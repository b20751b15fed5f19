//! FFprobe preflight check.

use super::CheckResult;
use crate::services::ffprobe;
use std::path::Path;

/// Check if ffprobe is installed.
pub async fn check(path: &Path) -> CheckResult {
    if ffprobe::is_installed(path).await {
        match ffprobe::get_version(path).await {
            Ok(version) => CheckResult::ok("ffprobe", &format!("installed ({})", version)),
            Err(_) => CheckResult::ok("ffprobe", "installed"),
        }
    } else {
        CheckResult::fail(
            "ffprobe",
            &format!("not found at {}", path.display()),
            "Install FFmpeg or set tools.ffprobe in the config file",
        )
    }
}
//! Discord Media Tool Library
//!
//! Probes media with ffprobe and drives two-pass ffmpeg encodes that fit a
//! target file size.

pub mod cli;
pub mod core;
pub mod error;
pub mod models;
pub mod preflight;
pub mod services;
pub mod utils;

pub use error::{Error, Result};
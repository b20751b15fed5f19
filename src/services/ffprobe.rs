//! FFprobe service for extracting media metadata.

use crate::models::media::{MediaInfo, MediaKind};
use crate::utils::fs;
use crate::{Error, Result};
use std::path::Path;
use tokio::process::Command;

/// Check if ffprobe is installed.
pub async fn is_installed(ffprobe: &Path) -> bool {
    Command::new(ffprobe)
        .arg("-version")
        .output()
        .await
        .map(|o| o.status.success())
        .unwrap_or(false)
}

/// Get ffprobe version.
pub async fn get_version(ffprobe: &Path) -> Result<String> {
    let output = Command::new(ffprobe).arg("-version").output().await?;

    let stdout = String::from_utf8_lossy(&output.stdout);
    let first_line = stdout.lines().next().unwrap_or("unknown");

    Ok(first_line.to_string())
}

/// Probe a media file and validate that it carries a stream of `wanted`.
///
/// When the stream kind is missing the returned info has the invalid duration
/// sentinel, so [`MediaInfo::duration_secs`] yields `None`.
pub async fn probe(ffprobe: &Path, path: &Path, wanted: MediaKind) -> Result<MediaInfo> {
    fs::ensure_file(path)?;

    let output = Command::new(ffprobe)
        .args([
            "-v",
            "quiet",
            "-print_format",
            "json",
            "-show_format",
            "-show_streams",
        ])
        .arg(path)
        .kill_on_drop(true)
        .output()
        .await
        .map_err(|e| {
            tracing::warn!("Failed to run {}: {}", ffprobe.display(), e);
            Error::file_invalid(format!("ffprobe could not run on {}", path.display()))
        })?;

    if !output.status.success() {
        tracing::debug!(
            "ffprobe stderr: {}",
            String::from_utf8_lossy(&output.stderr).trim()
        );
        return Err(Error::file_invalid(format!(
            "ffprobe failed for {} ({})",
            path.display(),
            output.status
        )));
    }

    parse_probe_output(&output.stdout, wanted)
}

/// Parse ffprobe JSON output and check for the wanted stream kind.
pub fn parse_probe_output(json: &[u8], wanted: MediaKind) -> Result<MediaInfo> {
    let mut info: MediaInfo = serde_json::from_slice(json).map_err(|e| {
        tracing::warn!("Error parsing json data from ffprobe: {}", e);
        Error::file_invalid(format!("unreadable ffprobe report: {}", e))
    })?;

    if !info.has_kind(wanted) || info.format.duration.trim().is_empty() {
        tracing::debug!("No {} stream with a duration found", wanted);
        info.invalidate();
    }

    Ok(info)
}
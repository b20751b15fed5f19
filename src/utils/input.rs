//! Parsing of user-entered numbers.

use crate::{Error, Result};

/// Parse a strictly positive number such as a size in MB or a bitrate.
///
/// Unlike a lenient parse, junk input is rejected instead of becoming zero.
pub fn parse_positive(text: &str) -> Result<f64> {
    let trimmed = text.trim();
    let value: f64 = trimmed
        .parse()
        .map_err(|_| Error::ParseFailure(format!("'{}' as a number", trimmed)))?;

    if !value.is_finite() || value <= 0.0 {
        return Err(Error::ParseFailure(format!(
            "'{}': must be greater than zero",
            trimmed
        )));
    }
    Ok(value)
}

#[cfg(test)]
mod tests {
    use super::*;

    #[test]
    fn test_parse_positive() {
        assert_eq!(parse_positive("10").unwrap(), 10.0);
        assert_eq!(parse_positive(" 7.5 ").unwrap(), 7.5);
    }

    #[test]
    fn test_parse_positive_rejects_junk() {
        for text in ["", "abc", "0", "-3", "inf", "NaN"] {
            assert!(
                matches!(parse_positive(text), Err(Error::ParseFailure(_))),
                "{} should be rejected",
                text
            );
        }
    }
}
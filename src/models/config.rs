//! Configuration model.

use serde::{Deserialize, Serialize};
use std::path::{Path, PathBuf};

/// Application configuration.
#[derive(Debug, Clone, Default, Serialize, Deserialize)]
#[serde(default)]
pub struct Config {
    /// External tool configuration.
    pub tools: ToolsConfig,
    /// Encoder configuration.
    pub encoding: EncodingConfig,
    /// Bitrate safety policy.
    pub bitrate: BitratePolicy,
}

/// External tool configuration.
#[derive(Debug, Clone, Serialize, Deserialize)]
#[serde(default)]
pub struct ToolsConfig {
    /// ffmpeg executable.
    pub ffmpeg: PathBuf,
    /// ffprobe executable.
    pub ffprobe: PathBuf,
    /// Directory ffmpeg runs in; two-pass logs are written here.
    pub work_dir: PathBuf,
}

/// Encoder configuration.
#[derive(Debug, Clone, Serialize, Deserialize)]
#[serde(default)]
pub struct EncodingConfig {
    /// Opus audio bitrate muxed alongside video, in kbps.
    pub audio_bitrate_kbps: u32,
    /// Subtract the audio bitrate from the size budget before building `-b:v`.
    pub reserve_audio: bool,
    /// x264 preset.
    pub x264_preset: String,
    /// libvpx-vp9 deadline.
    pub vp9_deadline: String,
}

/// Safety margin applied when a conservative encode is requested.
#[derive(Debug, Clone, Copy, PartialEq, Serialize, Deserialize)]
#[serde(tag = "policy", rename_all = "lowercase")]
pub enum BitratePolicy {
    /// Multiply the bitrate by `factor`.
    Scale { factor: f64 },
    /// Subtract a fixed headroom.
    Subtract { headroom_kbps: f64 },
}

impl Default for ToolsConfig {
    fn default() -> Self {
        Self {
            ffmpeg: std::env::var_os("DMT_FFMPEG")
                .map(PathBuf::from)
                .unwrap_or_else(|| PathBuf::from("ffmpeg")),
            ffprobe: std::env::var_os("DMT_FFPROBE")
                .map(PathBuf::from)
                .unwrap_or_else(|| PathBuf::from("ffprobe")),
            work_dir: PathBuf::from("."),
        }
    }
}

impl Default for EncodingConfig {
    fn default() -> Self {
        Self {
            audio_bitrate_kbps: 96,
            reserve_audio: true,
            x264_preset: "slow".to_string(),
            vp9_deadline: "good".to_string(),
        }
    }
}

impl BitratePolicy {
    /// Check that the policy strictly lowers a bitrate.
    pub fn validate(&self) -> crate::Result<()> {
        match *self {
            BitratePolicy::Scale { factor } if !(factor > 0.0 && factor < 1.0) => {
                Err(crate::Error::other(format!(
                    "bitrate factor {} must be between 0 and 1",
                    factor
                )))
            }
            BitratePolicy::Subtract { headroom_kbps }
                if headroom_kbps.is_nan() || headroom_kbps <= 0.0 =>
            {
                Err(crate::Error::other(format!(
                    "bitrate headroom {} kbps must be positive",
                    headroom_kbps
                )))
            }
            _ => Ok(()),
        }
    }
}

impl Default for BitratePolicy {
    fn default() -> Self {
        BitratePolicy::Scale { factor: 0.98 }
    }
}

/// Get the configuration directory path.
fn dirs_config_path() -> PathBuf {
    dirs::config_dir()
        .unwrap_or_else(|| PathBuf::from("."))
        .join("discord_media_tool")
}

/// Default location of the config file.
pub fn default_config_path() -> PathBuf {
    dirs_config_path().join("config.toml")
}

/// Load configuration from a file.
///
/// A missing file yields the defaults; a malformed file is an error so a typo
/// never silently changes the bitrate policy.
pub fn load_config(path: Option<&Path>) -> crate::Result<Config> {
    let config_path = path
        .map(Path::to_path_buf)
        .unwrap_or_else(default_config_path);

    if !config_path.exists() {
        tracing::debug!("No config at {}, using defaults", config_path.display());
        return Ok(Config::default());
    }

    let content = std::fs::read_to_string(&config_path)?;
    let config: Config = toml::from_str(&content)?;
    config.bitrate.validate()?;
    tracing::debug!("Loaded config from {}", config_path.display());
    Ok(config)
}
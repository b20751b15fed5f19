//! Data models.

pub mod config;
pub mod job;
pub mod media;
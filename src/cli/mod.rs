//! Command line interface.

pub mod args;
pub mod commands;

...

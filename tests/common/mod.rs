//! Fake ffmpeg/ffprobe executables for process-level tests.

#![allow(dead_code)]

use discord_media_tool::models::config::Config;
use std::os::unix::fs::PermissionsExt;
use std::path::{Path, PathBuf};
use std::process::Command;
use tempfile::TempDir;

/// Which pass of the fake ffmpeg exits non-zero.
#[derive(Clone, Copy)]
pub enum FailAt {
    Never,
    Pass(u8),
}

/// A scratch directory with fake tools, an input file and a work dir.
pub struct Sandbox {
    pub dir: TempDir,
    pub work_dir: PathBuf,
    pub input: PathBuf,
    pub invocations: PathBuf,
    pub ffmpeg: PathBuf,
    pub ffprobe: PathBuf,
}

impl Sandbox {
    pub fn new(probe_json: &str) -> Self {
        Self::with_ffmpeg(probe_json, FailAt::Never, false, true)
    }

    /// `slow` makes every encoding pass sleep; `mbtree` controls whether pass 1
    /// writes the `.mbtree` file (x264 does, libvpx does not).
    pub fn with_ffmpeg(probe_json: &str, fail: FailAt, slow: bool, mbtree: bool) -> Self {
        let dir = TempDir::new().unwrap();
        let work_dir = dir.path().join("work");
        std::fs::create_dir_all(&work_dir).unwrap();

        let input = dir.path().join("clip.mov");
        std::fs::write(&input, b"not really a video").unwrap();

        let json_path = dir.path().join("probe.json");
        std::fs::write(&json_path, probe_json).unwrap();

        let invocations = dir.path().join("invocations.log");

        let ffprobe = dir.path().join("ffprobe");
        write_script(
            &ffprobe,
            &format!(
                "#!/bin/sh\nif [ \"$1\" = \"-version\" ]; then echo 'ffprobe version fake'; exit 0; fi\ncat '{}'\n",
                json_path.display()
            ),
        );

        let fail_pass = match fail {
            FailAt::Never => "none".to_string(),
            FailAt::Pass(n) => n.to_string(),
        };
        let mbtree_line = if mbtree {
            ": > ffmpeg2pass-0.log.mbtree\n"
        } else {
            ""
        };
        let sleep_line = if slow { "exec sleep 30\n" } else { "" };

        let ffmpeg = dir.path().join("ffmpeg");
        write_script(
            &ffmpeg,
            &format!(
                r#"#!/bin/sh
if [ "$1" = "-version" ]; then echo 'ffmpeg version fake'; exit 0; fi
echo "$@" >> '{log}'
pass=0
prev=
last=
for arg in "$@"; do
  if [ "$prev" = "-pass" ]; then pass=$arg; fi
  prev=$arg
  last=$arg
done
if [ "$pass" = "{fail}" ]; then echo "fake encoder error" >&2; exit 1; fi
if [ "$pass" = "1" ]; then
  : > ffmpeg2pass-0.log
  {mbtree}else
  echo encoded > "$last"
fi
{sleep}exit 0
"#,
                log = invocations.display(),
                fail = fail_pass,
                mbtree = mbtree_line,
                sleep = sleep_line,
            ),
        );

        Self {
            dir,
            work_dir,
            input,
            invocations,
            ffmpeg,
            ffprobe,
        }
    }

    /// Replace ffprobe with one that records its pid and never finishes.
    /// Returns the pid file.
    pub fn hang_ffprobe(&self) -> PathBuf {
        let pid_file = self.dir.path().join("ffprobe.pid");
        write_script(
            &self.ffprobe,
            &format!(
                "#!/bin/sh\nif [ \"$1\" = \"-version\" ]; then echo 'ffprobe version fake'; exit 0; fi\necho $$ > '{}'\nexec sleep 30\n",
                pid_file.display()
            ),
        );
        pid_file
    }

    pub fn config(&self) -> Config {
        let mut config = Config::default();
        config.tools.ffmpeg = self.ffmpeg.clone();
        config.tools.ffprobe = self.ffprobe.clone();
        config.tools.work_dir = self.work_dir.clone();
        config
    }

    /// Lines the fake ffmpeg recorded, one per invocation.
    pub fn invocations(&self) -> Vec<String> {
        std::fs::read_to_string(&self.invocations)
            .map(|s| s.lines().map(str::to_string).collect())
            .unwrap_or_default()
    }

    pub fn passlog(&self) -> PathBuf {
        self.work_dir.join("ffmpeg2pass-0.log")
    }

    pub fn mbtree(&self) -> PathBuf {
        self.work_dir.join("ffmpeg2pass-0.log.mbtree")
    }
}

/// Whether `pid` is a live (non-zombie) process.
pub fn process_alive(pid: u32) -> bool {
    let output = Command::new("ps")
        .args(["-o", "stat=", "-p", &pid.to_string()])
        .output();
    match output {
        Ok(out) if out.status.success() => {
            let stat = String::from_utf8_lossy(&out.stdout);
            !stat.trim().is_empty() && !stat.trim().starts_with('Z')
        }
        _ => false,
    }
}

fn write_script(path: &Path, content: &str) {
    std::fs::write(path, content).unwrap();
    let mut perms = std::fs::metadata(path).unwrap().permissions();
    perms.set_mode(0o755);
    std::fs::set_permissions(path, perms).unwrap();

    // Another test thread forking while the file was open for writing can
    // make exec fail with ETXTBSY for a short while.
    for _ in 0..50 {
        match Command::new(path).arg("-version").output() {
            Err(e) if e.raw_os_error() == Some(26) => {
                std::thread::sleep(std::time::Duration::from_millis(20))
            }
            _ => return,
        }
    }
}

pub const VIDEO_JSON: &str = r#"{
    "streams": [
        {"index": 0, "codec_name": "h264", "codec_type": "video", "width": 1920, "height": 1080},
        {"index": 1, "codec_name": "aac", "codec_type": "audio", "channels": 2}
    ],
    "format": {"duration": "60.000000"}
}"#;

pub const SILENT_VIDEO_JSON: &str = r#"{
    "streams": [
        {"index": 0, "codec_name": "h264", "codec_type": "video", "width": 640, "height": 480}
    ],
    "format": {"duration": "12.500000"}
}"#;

==

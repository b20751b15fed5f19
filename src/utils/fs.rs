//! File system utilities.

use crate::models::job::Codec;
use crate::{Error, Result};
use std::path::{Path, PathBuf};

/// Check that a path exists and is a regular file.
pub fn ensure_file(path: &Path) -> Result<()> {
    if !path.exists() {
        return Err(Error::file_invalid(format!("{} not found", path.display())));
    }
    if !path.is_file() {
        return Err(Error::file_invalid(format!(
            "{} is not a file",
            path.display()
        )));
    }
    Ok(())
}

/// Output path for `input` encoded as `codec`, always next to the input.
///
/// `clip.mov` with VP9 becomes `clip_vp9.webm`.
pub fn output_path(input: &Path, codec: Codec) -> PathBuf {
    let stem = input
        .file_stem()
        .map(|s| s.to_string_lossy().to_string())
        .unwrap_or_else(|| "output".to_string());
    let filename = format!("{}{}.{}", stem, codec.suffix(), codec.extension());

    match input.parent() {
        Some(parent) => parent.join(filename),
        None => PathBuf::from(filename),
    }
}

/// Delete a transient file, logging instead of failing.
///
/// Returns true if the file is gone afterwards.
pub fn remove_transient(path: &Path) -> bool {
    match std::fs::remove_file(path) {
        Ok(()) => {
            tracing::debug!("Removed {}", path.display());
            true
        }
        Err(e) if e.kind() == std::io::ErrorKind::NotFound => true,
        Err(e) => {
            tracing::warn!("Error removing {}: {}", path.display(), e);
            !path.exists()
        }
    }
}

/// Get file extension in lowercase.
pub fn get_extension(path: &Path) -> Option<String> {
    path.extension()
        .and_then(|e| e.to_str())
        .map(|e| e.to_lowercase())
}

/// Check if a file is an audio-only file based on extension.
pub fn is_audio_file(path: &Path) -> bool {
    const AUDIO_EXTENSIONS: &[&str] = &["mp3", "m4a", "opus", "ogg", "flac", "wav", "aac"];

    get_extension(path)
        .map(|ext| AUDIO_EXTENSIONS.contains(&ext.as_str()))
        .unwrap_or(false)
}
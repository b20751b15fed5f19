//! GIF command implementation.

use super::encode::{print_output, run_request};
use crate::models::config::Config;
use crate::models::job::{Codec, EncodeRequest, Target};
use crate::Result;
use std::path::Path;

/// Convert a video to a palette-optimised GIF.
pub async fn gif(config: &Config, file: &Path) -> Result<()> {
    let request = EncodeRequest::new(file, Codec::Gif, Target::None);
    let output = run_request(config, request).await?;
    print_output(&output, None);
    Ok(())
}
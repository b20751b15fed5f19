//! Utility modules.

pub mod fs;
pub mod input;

§ Directions for this task: Check each line of the listing for "TempDir", and copy the ones that hold it.

§ Exercise answer:
use tempfile::TempDir;
    pub dir: TempDir,
        let dir = TempDir::new().unwrap();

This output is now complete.